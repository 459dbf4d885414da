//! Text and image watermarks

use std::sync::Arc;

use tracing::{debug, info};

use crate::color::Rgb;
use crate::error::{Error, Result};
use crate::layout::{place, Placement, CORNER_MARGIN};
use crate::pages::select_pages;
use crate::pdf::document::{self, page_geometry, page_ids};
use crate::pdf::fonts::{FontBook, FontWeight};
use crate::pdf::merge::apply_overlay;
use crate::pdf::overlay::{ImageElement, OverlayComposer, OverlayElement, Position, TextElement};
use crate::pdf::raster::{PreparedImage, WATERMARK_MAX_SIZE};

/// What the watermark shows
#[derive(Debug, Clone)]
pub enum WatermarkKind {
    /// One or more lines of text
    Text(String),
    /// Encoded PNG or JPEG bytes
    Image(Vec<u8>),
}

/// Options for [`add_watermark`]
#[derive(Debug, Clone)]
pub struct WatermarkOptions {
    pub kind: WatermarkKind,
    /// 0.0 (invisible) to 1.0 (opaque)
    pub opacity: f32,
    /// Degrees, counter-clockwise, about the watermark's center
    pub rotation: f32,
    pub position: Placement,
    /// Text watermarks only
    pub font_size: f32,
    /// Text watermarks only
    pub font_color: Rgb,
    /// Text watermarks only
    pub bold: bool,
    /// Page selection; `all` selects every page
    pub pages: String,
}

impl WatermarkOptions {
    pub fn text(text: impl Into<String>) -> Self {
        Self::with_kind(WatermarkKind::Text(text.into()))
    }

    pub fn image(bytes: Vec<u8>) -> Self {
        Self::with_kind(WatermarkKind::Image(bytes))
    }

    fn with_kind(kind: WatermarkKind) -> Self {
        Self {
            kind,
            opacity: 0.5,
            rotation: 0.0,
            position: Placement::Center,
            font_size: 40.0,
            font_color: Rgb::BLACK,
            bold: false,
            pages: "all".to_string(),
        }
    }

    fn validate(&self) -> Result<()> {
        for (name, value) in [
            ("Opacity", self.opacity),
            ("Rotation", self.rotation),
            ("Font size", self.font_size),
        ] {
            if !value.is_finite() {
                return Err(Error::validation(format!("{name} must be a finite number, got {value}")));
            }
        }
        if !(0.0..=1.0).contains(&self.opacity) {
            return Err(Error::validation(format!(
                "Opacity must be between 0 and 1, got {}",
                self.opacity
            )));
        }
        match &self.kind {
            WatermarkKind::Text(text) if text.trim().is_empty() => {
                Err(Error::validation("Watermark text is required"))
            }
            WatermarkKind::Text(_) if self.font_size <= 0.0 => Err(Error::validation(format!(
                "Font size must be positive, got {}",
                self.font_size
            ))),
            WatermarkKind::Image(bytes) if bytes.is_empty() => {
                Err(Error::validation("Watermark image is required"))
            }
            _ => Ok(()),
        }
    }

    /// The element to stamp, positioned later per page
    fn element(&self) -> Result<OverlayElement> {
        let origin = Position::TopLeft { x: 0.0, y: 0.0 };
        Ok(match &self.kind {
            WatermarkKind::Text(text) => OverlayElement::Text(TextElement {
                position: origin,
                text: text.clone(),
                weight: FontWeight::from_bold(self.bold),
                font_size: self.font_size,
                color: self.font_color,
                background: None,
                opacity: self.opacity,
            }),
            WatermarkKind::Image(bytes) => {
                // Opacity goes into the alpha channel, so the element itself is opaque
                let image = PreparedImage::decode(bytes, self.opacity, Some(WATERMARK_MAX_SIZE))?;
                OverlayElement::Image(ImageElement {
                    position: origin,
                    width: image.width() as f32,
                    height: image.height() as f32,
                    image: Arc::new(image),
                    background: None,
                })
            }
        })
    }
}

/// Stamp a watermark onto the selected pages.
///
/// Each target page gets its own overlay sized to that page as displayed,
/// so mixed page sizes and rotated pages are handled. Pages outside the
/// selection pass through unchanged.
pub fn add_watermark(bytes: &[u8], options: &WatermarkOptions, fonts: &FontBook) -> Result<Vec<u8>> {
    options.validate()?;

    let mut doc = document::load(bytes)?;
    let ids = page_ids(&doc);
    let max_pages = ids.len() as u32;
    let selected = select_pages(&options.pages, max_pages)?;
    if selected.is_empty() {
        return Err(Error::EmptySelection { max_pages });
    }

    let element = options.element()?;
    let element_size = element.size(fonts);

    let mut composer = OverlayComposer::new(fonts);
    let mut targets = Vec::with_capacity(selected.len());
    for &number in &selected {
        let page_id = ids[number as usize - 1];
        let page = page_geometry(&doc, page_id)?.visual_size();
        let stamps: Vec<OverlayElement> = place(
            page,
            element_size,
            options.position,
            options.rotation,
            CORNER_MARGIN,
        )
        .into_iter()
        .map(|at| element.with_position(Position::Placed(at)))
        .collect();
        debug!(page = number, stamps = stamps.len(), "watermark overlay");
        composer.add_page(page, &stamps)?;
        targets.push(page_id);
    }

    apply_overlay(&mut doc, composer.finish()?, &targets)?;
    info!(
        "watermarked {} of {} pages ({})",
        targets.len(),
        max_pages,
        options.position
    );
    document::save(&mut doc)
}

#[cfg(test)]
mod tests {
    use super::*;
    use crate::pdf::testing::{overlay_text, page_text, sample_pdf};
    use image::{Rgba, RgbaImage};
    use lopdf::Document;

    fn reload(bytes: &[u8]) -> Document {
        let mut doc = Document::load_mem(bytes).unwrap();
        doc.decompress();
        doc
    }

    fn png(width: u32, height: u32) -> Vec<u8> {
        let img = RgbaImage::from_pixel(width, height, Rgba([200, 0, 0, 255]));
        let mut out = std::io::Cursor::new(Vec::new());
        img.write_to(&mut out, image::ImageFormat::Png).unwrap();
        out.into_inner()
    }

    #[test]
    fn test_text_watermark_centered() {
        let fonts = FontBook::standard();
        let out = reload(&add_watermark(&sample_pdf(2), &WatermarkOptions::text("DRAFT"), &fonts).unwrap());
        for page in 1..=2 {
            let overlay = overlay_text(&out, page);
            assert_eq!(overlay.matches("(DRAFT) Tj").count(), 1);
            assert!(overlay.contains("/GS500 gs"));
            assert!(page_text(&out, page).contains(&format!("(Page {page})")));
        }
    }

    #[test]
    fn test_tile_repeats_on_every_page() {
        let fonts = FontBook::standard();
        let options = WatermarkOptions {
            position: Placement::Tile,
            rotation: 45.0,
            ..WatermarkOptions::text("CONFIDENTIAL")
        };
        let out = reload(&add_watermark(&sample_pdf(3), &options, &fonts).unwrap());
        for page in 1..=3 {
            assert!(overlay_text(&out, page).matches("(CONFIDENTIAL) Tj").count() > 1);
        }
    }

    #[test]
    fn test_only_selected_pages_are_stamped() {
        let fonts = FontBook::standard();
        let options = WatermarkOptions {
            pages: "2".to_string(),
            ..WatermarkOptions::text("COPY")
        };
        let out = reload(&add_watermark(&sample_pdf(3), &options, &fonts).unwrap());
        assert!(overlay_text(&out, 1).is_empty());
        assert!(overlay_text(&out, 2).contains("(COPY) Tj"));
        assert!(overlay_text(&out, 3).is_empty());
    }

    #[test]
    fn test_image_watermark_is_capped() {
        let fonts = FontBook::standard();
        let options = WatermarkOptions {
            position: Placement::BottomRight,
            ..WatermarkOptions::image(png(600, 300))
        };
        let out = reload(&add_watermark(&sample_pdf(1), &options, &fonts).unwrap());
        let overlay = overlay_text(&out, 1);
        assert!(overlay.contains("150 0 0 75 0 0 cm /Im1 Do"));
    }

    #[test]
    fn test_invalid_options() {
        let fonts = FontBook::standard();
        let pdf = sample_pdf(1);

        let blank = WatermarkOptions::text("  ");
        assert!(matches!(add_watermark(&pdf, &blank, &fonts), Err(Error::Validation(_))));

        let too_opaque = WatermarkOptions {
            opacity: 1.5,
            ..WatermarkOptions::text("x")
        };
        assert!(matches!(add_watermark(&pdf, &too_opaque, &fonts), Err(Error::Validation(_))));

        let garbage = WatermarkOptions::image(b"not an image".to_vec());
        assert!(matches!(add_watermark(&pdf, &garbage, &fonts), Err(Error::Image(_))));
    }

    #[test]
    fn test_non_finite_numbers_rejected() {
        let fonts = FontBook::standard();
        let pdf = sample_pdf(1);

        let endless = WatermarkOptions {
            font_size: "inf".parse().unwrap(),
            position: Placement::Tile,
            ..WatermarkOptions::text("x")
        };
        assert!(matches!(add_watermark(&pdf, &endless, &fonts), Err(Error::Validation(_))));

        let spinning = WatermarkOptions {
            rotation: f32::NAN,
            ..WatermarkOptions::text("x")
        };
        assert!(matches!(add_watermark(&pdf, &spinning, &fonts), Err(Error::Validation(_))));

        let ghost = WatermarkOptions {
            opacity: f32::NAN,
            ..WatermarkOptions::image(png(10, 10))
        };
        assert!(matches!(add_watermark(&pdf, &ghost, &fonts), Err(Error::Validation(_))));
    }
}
────────────────
Task prompt: Scan the entries above for the string "blank", and copy every line where it turns up.

Solution for this exercise:
        let blank = WatermarkOptions::text("  ");
        assert!(matches!(add_watermark(&pdf, &blank, &fonts), Err(Error::Validation(_))));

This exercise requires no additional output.